User Feedback in Personalized Recommendation

labajMartin Labaj
doctoral study, supervised by Mária Bieliková

Abstract. Practically every personalized system operates on some form of user modelling. The data collection (from feedback gathered from users) is an important stage of this process. User input, both implicit and explicit, is used to infer user’s knowledge, interests, or traits and based on this, information can be adapted for the user. Recommender systems suggesting items, pathways through items, sequences, etc. are one example of personalized systems.

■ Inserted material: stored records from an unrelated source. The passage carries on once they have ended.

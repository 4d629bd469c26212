//! Liveness probe.

use axum::{extract::State, Json};
use serde::Serialize;

use crate::state::AppState;

#[derive(Debug, Clone, Copy, PartialEq, Eq, Serialize)]
#[serde(rename_all = "lowercase")]
pub enum HealthStatus {
    Healthy,
}

#[derive(Debug, Clone, Serialize)]
pub struct Liveness {
    pub status: HealthStatus,
    pub version: &'static str,
    pub uptime_secs: u64,
}

pub async fn liveness(State(state): State<AppState>) -> Json<Liveness> {
    Json(Liveness {
        status: HealthStatus::Healthy,
        version: env!("CARGO_PKG_VERSION"),
        uptime_secs: state.started_at.elapsed().as_secs(),
    })
}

In our research, we are exploring use of implicit and explicit feedback in personalized systems, specifically in personalized recommendation. Although both types of user feedback and their combinations have been already extensively researched, there are open problems. In implicit feedback, we focus on user browsing behaviour, where parallel browsing (tabbing) is invisible to traditional web usage mining methods (as opposed to often assumed linear browsing). We proposed a model of browsing behaviour and tabbing reconstruction from client-side scripting and realized it in an adaptive learning system, discovering new relations between learning objects and knowing how users work with resources while studying.

When collecting the explicit feedback, it is important when to ask for it and how. We created an adaptive evaluation questions method, where we elicit both object rating and personalization evaluation feedback from the user at the correct moments without interrupting her work. Retrieved feedback is of more quality and quantity than when asked at random moments or when we are waiting for the user to take the initiative and provide the rating herself. Another issue is the way in which the users rate – a user should rate with personalized scales and the collected feedback should be comparable between users with different rating styles (e.g. one user always rates low and only occasionally uses high rating, while other user always rates high) and even on different scales.

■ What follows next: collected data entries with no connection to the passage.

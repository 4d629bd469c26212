//! Communities, feed, mentorship and the learning hub.

mod common;

use connect_model::{ConnectError, Vote};
use connect_rbac::Role;
use connect_service::communities::{CommunityPostParams, CreateCommunityParams};
use connect_service::feed::{CommentParams, CreatePostParams, FeedParams};
use connect_service::learning::{
    CreateResourceParams, LearningPathParams, ParseResumeParams, ResourceListParams,
};
use connect_service::mentorship::{
    MentorListParams, MentorshipRequestParams, RespondParams, SendMessageParams,
};

use common::world;

fn community(name: &str) -> CreateCommunityParams {
    CreateCommunityParams {
        name: name.to_string(),
        description: Some("Everything about competitive programming".to_string()),
        banner: None,
    }
}

fn post(channel: Option<&str>, text: &str) -> CommunityPostParams {
    CommunityPostParams {
        channel: channel.map(str::to_string),
        text: text.to_string(),
    }
}

#[tokio::test]
async fn test_join_is_idempotent_and_leave_keeps_creator() {
    let w = world();
    let creator = w.user("Asha Verma", Role::Alumni).await;
    let student = w.user("Ravi Kumar", Role::Student).await;
    let created = w.services.communities.create(&creator, community("CP Club")).await.unwrap();
    assert!(created.is_member(creator.id));

    w.services.communities.join(&student, created.id).await.unwrap();
    let details = w.services.communities.join(&student, created.id).await.unwrap();
    assert_eq!(details.members_count, 2);

    let details = w.services.communities.leave(&student, created.id).await.unwrap();
    assert_eq!(details.members_count, 1);
    let details = w.services.communities.leave(&student, created.id).await.unwrap();
    assert_eq!(details.members_count, 1);

    let denied = w.services.communities.leave(&creator, created.id).await;
    assert!(matches!(denied, Err(ConnectError::InvalidState(_))));
}

#[tokio::test]
async fn test_posting_needs_membership_and_channel() {
    let w = world();
    let creator = w.user("Asha Verma", Role::Alumni).await;
    let student = w.user("Ravi Kumar", Role::Student).await;
    let c = w.services.communities.create(&creator, community("CP Club")).await.unwrap();

    let outsider = w.services.communities.post(&student, c.id, post(None, "Hello")).await;
    assert!(matches!(outsider, Err(ConnectError::Forbidden(_))));

    w.services.communities.join(&student, c.id).await.unwrap();
    let missing = w.services.communities.post(&student, c.id, post(Some("memes"), "Hi")).await;
    assert!(matches!(missing, Err(ConnectError::NotFound(_))));
    let blank = w.services.communities.post(&student, c.id, post(None, "   ")).await;
    assert!(matches!(blank, Err(ConnectError::ValidationFailed(_))));

    let details = w.services.communities.post(&student, c.id, post(None, "Hello all")).await.unwrap();
    assert_eq!(details.posts.len(), 1);
    assert_eq!(details.posts[0].post.channel, "general");
    assert_eq!(details.posts[0].author.as_ref().map(|a| a.id), Some(student.id));
}

#[tokio::test]
async fn test_feed_like_and_delete_rules() {
    let w = world();
    let author = w.user("Ravi Kumar", Role::Student).await;
    let other = w.user("Neha Singh", Role::Student).await;
    let admin = w.user("Admin", Role::Admin).await;

    let item = w
        .services
        .feed
        .create(
            &author,
            CreatePostParams {
                text: Some("Placed at Acme!".to_string()),
                ..Default::default()
            },
        )
        .await
        .unwrap();
    let id = item.post.id;

    w.services.feed.like(&other, id).await.unwrap();
    let liked = w.services.feed.like(&other, id).await.unwrap();
    assert_eq!(liked.likes_count, 1);
    let unliked = w.services.feed.unlike(&other, id).await.unwrap();
    assert_eq!(unliked.likes_count, 0);

    let commented = w
        .services
        .feed
        .comment(&other, id, CommentParams { text: "Congrats".to_string() })
        .await
        .unwrap();
    assert_eq!(commented.comments_count, 1);

    let denied = w.services.feed.delete(&other, id).await;
    assert!(matches!(denied, Err(ConnectError::Forbidden(_))));
    w.services.feed.delete(&admin, id).await.unwrap();
    assert!(w.services.feed.list(FeedParams::default()).await.unwrap().is_empty());
}

#[tokio::test]
async fn test_empty_feed_post_rejected() {
    let w = world();
    let author = w.user("Ravi Kumar", Role::Student).await;
    let empty = w.services.feed.create(&author, CreatePostParams::default()).await;
    assert!(matches!(empty, Err(ConnectError::ValidationFailed(_))));
}

#[tokio::test]
async fn test_mentorship_request_lifecycle() {
    let w = world();
    let mentee = w.user("Ravi Kumar", Role::Student).await;
    let mentor = w.user("Asha Verma", Role::Alumni).await;
    let peer = w.user("Neha Singh", Role::Student).await;

    let mentors = w.services.mentorship.mentors(&mentee, MentorListParams::default()).await.unwrap();
    assert_eq!(mentors.len(), 1);
    assert_eq!(mentors[0].id, mentor.id);

    let to_student = w
        .services
        .mentorship
        .send_request(&mentee, MentorshipRequestParams { mentor_id: Some(peer.id), message: None })
        .await;
    assert!(matches!(to_student, Err(ConnectError::NotFound(_))));

    let to_self = w
        .services
        .mentorship
        .send_request(&mentor, MentorshipRequestParams { mentor_id: Some(mentor.id), message: None })
        .await;
    assert!(matches!(to_self, Err(ConnectError::ValidationFailed(_))));

    let ask = || MentorshipRequestParams {
        mentor_id: Some(mentor.id),
        message: Some("Guide me on system design".to_string()),
    };
    let request = w.services.mentorship.send_request(&mentee, ask()).await.unwrap();
    let duplicate = w.services.mentorship.send_request(&mentee, ask()).await.unwrap_err();
    assert!(matches!(duplicate, ConnectError::Conflict(_)));
    assert_eq!(
        duplicate.to_string(),
        "A mentorship request to this mentor is already pending"
    );

    let accept = || RespondParams { status: "accepted".to_string() };
    let denied = w.services.mentorship.respond(&mentee, request.request.id, accept()).await;
    assert!(matches!(denied, Err(ConnectError::Forbidden(_))));
    let answered = w.services.mentorship.respond(&mentor, request.request.id, accept()).await.unwrap();
    assert_eq!(answered.request.status.as_str(), "accepted");

    // The pair is free again once the pending request is answered.
    assert!(w.services.mentorship.send_request(&mentee, ask()).await.is_ok());
}

#[tokio::test]
async fn test_chat_is_oldest_first() {
    let w = world();
    let a = w.user("Ravi Kumar", Role::Student).await;
    let b = w.user("Asha Verma", Role::Alumni).await;
    let say = |text: &str| SendMessageParams { text: text.to_string() };

    w.services.mentorship.send_message(&a, b.id, say("Hi")).await.unwrap();
    w.services.mentorship.send_message(&b, a.id, say("Hello!")).await.unwrap();
    w.services.mentorship.send_message(&a, b.id, say("Got a minute?")).await.unwrap();

    let chat = w.services.mentorship.chat(&b, a.id).await.unwrap();
    let texts: Vec<&str> = chat.iter().map(|m| m.text.as_str()).collect();
    assert_eq!(texts, vec!["Hi", "Hello!", "Got a minute?"]);

    let blank = w.services.mentorship.send_message(&a, b.id, say("  ")).await;
    assert!(matches!(blank, Err(ConnectError::ValidationFailed(_))));
    let nobody = w.services.mentorship.send_message(&a, uuid::Uuid::now_v7(), say("Hi")).await;
    assert!(matches!(nobody, Err(ConnectError::NotFound(_))));
}

#[tokio::test]
async fn test_votes_are_exclusive() {
    let w = world();
    let user = w.user("Ravi Kumar", Role::Student).await;
    let resource = w
        .services
        .learning
        .create(
            &user,
            CreateResourceParams {
                title: "Rust Book".to_string(),
                url: "https://doc.rust-lang.org/book/".to_string(),
                skills: vec!["Rust".to_string()],
                ..Default::default()
            },
        )
        .await
        .unwrap();
    let id = resource.resource.id;

    w.services.learning.vote(&user, id, Vote::Up).await.unwrap();
    let up = w.services.learning.vote(&user, id, Vote::Up).await.unwrap();
    assert_eq!(up.score, 1);
    let down = w.services.learning.vote(&user, id, Vote::Down).await.unwrap();
    assert_eq!(down.score, -1);
    assert!(down.resource.upvotes.is_empty());

    let rust = ResourceListParams { skill: Some("rust".to_string()) };
    assert_eq!(w.services.learning.list(rust).await.len(), 1);
    let go = ResourceListParams { skill: Some("go".to_string()) };
    assert!(w.services.learning.list(go).await.is_empty());
}

#[tokio::test]
async fn test_ai_helpers_fall_back_when_offline() {
    let w = world();
    let user = w.user("Ravi Kumar", Role::Student).await;

    let analysis = w
        .services
        .learning
        .parse_resume(&user, ParseResumeParams { resume_text: "Rust, Go".to_string() })
        .await
        .unwrap();
    assert_eq!(analysis, connect_ai::ResumeAnalysis::fallback());

    let path = w
        .services
        .learning
        .learning_path(&user, LearningPathParams { goal_role: Some("SRE".to_string()) })
        .await
        .unwrap();
    assert_eq!(path, connect_ai::LearningPath::fallback());
}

Personalised Recommendation of Learning Sources

lacnyJozef Lačný
master study, supervised by Michal Kompan

Abstract. Nowadays large amount of information is offered to the user via various information systems and e-shops. Therefore selection of this information is very important for the user. There has been much work done in the field of developing recommender systems to provide relevant information for the user – systems based on collaborative filtering, content analysis and many others.

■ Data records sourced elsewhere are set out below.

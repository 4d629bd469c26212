//! AI service client
//!
//! One round trip per request unless `max_retries` opts into retrying
//! transient failures. Public entry points never fail: when an endpoint is
//! unconfigured or the call fails, the fallback payload is returned and the
//! failure is logged at warn.

use reqwest::Client;
use serde::de::DeserializeOwned;
use serde::Serialize;
use tracing::{debug, instrument, warn};

use crate::config::AiConfig;
use crate::error::{AiError, AiResult};
use crate::retry::with_retry_if;
use crate::types::{LearningPath, LearningPathRequest, ResumeAnalysis, ResumeRequest};

/// Client for resume parsing and learning path generation.
#[derive(Clone)]
pub struct AiClient {
    client: Client,
    config: AiConfig,
}

impl std::fmt::Debug for AiClient {
    fn fmt(&self, f: &mut std::fmt::Formatter<'_>) -> std::fmt::Result {
        f.debug_struct("AiClient")
            .field("config", &self.config)
            .finish_non_exhaustive()
    }
}

impl AiClient {
    /// Create a new client.
    pub fn new(config: AiConfig) -> AiResult<Self> {
        let client = Client::builder().timeout(config.timeout()).build()?;
        Ok(Self { client, config })
    }

    /// A client with no endpoints; every call serves its fallback.
    pub fn offline() -> AiResult<Self> {
        Self::new(AiConfig::offline())
    }

    pub fn config(&self) -> &AiConfig {
        &self.config
    }

    /// Parse resume text into skills, a summary and a score.
    #[instrument(skip(self, text), fields(text_len = text.len()))]
    pub async fn parse_resume(&self, text: &str) -> ResumeAnalysis {
        match self.try_parse_resume(text).await {
            Ok(analysis) => analysis,
            Err(AiError::NotConfigured(endpoint)) => {
                debug!(endpoint, "AI endpoint not configured, serving fallback");
                ResumeAnalysis::fallback()
            }
            Err(e) => {
                warn!(error = %e, code = e.error_code(), "Resume parsing failed, serving fallback");
                ResumeAnalysis::fallback()
            }
        }
    }

    /// Suggest a learning path from the user's current skills.
    #[instrument(skip(self, current_skills), fields(skills = current_skills.len()))]
    pub async fn learning_path(&self, current_skills: &[String], goal_role: Option<&str>) -> LearningPath {
        match self.try_learning_path(current_skills, goal_role).await {
            Ok(path) => path,
            Err(AiError::NotConfigured(endpoint)) => {
                debug!(endpoint, "AI endpoint not configured, serving fallback");
                LearningPath::fallback()
            }
            Err(e) => {
                warn!(error = %e, code = e.error_code(), "Learning path generation failed, serving fallback");
                LearningPath::fallback()
            }
        }
    }

    /// [`AiClient::parse_resume`] without the fallback.
    pub async fn try_parse_resume(&self, text: &str) -> AiResult<ResumeAnalysis> {
        let url = self
            .config
            .resume_parser_url
            .as_deref()
            .ok_or(AiError::NotConfigured("resume parser"))?;
        self.post_with_retry(url, &ResumeRequest { text }).await
    }

    /// [`AiClient::learning_path`] without the fallback.
    pub async fn try_learning_path(
        &self,
        current_skills: &[String],
        goal_role: Option<&str>,
    ) -> AiResult<LearningPath> {
        let url = self
            .config
            .learning_path_url
            .as_deref()
            .ok_or(AiError::NotConfigured("learning path"))?;
        let body = LearningPathRequest {
            current_skills,
            goal_role,
        };
        self.post_with_retry(url, &body).await
    }

    async fn post_with_retry<B, T>(&self, url: &str, body: &B) -> AiResult<T>
    where
        B: Serialize + ?Sized,
        T: DeserializeOwned,
    {
        with_retry_if(
            &self.config.retry_config(),
            || self.post(url, body),
            AiError::is_retryable,
        )
        .await
    }

    async fn post<B, T>(&self, url: &str, body: &B) -> AiResult<T>
    where
        B: Serialize + ?Sized,
        T: DeserializeOwned,
    {
        let mut request = self.client.post(url).json(body);
        if let Some(ref api_key) = self.config.api_key {
            request = request.header("Authorization", format!("Bearer {}", api_key));
        }

        let response = request.send().await?;
        let status = response.status();
        if !status.is_success() {
            let message = response.text().await.unwrap_or_default();
            return Err(AiError::ApiError {
                status: status.as_u16(),
                message: message.chars().take(200).collect(),
            });
        }

        let bytes = response.bytes().await?;
        serde_json::from_slice(&bytes).map_err(|e| AiError::InvalidResponse(e.to_string()))
    }
}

Interesting application domain for personalized recommendation arises in the field of learning systems, where one of the challenges is to recommend appropriate learning sources to accomplish best studying results and enhance learning efficiency.

In our work we aim to find a method for recommentadion of learning resources in personalized learning system for implicitly determined temporal groups. Our method will take into account the users’ expertise in studied area but the overall expertise of the group as well to recommend propriate learning resouces. To accomplish that, we need to find a comprimise between the single user’s satisfaction and the group’s satisfaction. We believe that supporting collaborative learning and communication within the group in the learning system will increase the user experience and help students to achieve better results in shorten time.

OwNet – The offline web

laniMarek Láni
master study, supervised by Karol Rástočný (Team Project)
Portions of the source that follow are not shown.